On March 28, on the third day of oral arguments on different aspects of the healthcare law, lawyers for Florida and other states will make their case that the planned expansion of the Medicaid program for low-income people violates states' rights because it puts an undue burden on the states.
That was the argument that prevailed in the sick leave case. Doug Kendall, president of the liberal Constitutional Accountability Center, noted the similarity and said that the "majority's failure to give due deference to Congress' express constitutional powers is troubling."
Justice Ruth Bader Ginsburg delivered her dissent in the courtroom. She said Congress had decided that "the best way to protect women against losing their jobs because of pregnancy or childbirth" was to give them a right to take unpaid sick leave for 12 weeks. The law gave equal rights to men, she said.
Ginsburg noted that the Labor Department could still sue state agencies that repeatedly violated its provisions. But the court's ruling bars suits from individual employees if they are fired for having taken an extended personal medical leave. They can sue if they are fired for taking family leave.
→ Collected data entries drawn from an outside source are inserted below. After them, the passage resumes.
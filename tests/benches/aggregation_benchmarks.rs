//! # Aggregation Benchmarks
//!
//! | Operation | Cost driver |
//! |-----------|-------------|
//! | `verify_single` | two pairings |
//! | `aggregate_signatures` | one pairing check per share, then point sums |
//! | `verify_aggregated` | key sum plus two pairings, independent of signer count |
//! | `batch_verify` | parallel independent checks |

use criterion::{black_box, criterion_group, criterion_main, BenchmarkId, Criterion, Throughput};
use pv_01_curve_arithmetic::KeyPoint;
use pv_02_signature_aggregation::{
    AggregationResult, BlsPublicKey, SecretKey, SignatureAggregationApi,
    SignatureAggregationService, SignatureShare,
};
use std::time::Duration;

const MESSAGE: [u8; 32] = [0x42; 32];

fn committee(size: usize) -> (Vec<SignatureShare>, Vec<BlsPublicKey>) {
    (0..size)
        .map(|i| {
            let mut ikm = [0u8; 32];
            ikm[..8].copy_from_slice(&(i as u64 + 1).to_le_bytes());
            let key = SecretKey::from_ikm(&ikm).expect("key");
            let mut signer = [0u8; 20];
            signer[..8].copy_from_slice(&(i as u64).to_le_bytes());
            let share = SignatureShare {
                signer,
                message_hash: MESSAGE,
                signature: key.sign(&MESSAGE).expect("sign"),
            };
            (share, key.public_key().expect("public key"))
        })
        .unzip()
}

fn bench_verify_single(c: &mut Criterion) {
    let service = SignatureAggregationService::new();
    let (shares, keys) = committee(1);

    c.bench_function("pv-02/verify_single", |b| {
        b.iter(|| {
            service.verify_single(
                black_box(&shares[0].signature),
                black_box(&MESSAGE),
                black_box(&keys[0]),
            )
        })
    });
}

fn bench_aggregate(c: &mut Criterion) {
    let service = SignatureAggregationService::new();
    let mut group = c.benchmark_group("pv-02/aggregate_signatures");
    group.measurement_time(Duration::from_secs(10));

    for size in [3usize, 10, 32] {
        let (shares, keys) = committee(size);
        group.throughput(Throughput::Elements(size as u64));
        group.bench_with_input(BenchmarkId::from_parameter(size), &size, |b, _| {
            b.iter(|| service.aggregate_signatures(black_box(&shares), &MESSAGE, &keys))
        });
    }
    group.finish();
}

fn bench_verify_aggregated(c: &mut Criterion) {
    let service = SignatureAggregationService::new();
    let mut group = c.benchmark_group("pv-02/verify_aggregated");

    for size in [3usize, 10, 32] {
        let (shares, keys) = committee(size);
        let result: AggregationResult = service
            .aggregate_signatures(&shares, &MESSAGE, &keys)
            .expect("aggregate");
        let points: Vec<KeyPoint> = result.public_keys();
        group.bench_with_input(BenchmarkId::from_parameter(size), &size, |b, _| {
            b.iter(|| {
                service.verify_aggregated(
                    black_box(&result.aggregated_signature),
                    &MESSAGE,
                    black_box(&points),
                )
            })
        });
    }
    group.finish();
}

fn bench_batch_verify(c: &mut Criterion) {
    let service = SignatureAggregationService::new();
    let mut group = c.benchmark_group("pv-02/batch_verify");
    group.measurement_time(Duration::from_secs(10));

    for size in [8usize, 64] {
        let (shares, keys) = committee(size);
        let signatures: Vec<_> = shares.iter().map(|s| s.signature).collect();
        let messages: Vec<_> = shares.iter().map(|s| s.message_hash).collect();
        group.throughput(Throughput::Elements(size as u64));
        group.bench_with_input(BenchmarkId::from_parameter(size), &size, |b, _| {
            b.iter(|| service.batch_verify(black_box(&signatures), &messages, &keys))
        });
    }
    group.finish();
}

criterion_group!(
    benches,
    bench_verify_single,
    bench_aggregate,
    bench_verify_aggregated,
    bench_batch_verify
);
criterion_main!(benches);
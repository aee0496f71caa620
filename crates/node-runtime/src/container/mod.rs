//! # Node Container
//!
//! Holds the subsystem instances and wires them together:
//!
//! ```text
//! InMemoryTreasury ──→ ValidatorRegistryService ──→ RegistryDirectory
//!                                                        │
//!           SignatureAggregationService ──→ ValidationRequestService
//! ```
//!
//! Both services publish to one shared event bus.

pub mod config;
pub mod subsystems;

pub use config::{ConfigError, NodeConfig};
pub use subsystems::{Registry, Requests, ValidationNode};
The Constitution makes no mention of states having a "sovereign immunity" if they violate federal laws, but the Rehnquist court said it was an implicit principle dating to the 18th century. Beginning in 1996, the court handed down a series of 5-4 decisions that shielded states from various federal laws.
But in 2003, to the surprise of many, Chief Justice William H. Rehnquist wrote a 6-3 decision upholding the Family and Medical Leave Act as it applies to family but not personal leave. He reasoned that Congress had acted to end sex discrimination against female workers, who because of pregnancy leave were more likely to lose their jobs. The three dissenters were Justices Antonio Scalia, Clarence Thomas and Kennedy.
The issue returned with the Coleman case.
Kennedy, in the majority opinion, dismissed the suit and said that Congress could not subject states to suits over personal sick leave because it had nothing to do with remedying a pattern of sex discrimination. Chief Justice John G. Roberts Jr. and Justice Samuel A. Alito Jr. agreed and were joined by Thomas and Scalia.